■ Exercise brief
Your answer should be every line of the records that contains the word "SyntaxKind", copied as it stands.

■ Source data
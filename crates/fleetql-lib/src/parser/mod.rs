//! Parser infrastructure for the filter language.
//!
//! # Architecture
//!
//! The parser produces a lossless concrete syntax tree (CST) via Rowan's green tree builder,
//! then lowers it into an owned [`RawNode`] once it is known to be error-free.
//!
//! - Zero-copy lexing: tokens carry spans, text sliced only when building tree nodes
//! - Trivia buffering: whitespace collected, then attached between nodes
//! - Checkpoint-based wrapping: `And`/`Or` nodes wrap their left operand retroactively
//! - Explicit recovery sets: per-production sets determine when to bail vs consume
//!
//! # Recovery Strategy
//!
//! The parser is resilient: it always produces a tree, and records what it expected
//! when it stopped. The suggestion oracle relies on both.
//!
//! Fuel exhaustion (token count, nesting depth) stops parsing immediately and is
//! reported as a fatal error.

pub mod ast;
pub mod cst;
pub mod lexer;
pub mod literal;
pub mod raw;

mod core;
mod dump;
mod grammar;
mod invariants;
mod lower;

#[cfg(test)]
mod lexer_tests;
#[cfg(test)]
mod tests;

pub use cst::{SyntaxKind, SyntaxNode, SyntaxToken};
pub use literal::{Literal, LiteralKind, Piece};
pub use raw::{ComparisonOp, FieldPath, RawComparison, RawNode};

pub use self::core::{Expectation, ParseResult, Parser};
pub use dump::dump_cst;

use crate::config::EngineConfig;
use crate::{Diagnostics, SyntaxError};
use lexer::lex;

/// Parse with the default limits.
pub fn parse(source: &str) -> Result<RawNode, SyntaxError> {
    parse_with_config(source, &EngineConfig::default())
}

pub fn parse_with_config(source: &str, config: &EngineConfig) -> Result<RawNode, SyntaxError> {
    let result = parse_tree(source, config);
    if let Some(fatal) = &result.fatal {
        tracing::debug!(kind = ?fatal.kind(), "parse stopped at limit");
        return Err(SyntaxError::from_message(fatal, source));
    }
    if let Some(first) = result.diagnostics.primary() {
        tracing::debug!(kind = ?first.kind(), errors = result.diagnostics.len(), "parse failed");
        return Err(SyntaxError::from_message(&first, source));
    }
    let raw = lower::lower(&result.root);
    tracing::trace!(comparisons = raw.comparisons().len(), "parsed filter");
    Ok(raw)
}

/// Tolerant parse: always returns a tree with its diagnostics.
pub fn parse_tree(source: &str, config: &EngineConfig) -> ParseResult {
    Parser::new(source, lex(source))
        .with_exec_fuel(Some(config.max_tokens))
        .with_recursion_fuel(Some(config.max_depth))
        .with_comparison_fuel(Some(config.max_comparisons))
        .parse()
}

/// Parse diagnostics rendered against the source, for tools that show every error.
pub fn check(source: &str, config: &EngineConfig) -> Diagnostics {
    let result = parse_tree(source, config);
    let mut diagnostics = result.diagnostics;
    if let Some(fatal) = result.fatal {
        diagnostics
            .report(fatal.kind(), fatal.range())
            .emit();
    }
    diagnostics
}
//! Literal decoding: quotes, escapes and wildcards.
//!
//! An unescaped `*` is a wildcard in quoted and unquoted literals alike.
//! A backslash makes the next character literal, so `\*` is an asterisk.

use rowan::TextRange;

use super::cst::SyntaxKind;

#[derive(Debug, Clone, Copy, PartialEq, Eq)]
pub enum LiteralKind {
    /// Quoted.
    String,
    Number,
    Bareword,
    /// The unquoted word `null`.
    Null,
}

#[derive(Debug, Clone, PartialEq, Eq)]
pub enum Piece {
    Text(String),
    Wildcard,
}

#[derive(Debug, Clone, PartialEq)]
pub struct Literal {
    pub raw: String,
    pub pieces: Vec<Piece>,
    pub kind: LiteralKind,
    pub span: TextRange,
}

impl Literal {
    pub fn from_token(token_kind: SyntaxKind, raw: &str, span: TextRange) -> Self {
        let quoted = token_kind == SyntaxKind::Str;
        let body = if quoted { unquote(raw) } else { raw };
        let pieces = decode(body);
        let kind = if quoted {
            LiteralKind::String
        } else if raw.eq_ignore_ascii_case("null") {
            LiteralKind::Null
        } else if is_number(raw) {
            LiteralKind::Number
        } else {
            LiteralKind::Bareword
        };
        Self {
            raw: raw.to_string(),
            pieces,
            kind,
            span,
        }
    }

    pub fn has_wildcard(&self) -> bool {
        self.pieces.iter().any(|p| matches!(p, Piece::Wildcard))
    }

    pub fn is_null(&self) -> bool {
        self.kind == LiteralKind::Null
    }

    /// Decoded text with wildcards kept as `*`.
    pub fn text(&self) -> String {
        let mut out = String::new();
        for piece in &self.pieces {
            match piece {
                Piece::Text(text) => out.push_str(text),
                Piece::Wildcard => out.push('*'),
            }
        }
        out
    }
}

fn unquote(raw: &str) -> &str {
    if raw.len() >= 2 {
        &raw[1..raw.len() - 1]
    } else {
        ""
    }
}

pub fn decode(body: &str) -> Vec<Piece> {
    let mut pieces = Vec::new();
    let mut text = String::new();
    let mut chars = body.chars();

    while let Some(c) = chars.next() {
        match c {
            '\\' => {
                // A trailing backslash stands for itself.
                text.push(chars.next().unwrap_or('\\'));
            }
            '*' => {
                if !text.is_empty() {
                    pieces.push(Piece::Text(std::mem::take(&mut text)));
                }
                pieces.push(Piece::Wildcard);
            }
            _ => text.push(c),
        }
    }

    if !text.is_empty() || pieces.is_empty() {
        pieces.push(Piece::Text(text));
    }
    pieces
}

fn is_number(raw: &str) -> bool {
    raw.bytes()
        .all(|b| b.is_ascii_digit() || matches!(b, b'+' | b'-' | b'.' | b'e' | b'E'))
        && raw.bytes().any(|b| b.is_ascii_digit())
        && raw.parse::<f64>().is_ok()
}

■ Task answer
pub use cst::{SyntaxKind, SyntaxNode, SyntaxToken};
use super::cst::SyntaxKind;
    pub fn from_token(token_kind: SyntaxKind, raw: &str, span: TextRange) -> Self {
        let quoted = token_kind == SyntaxKind::Str;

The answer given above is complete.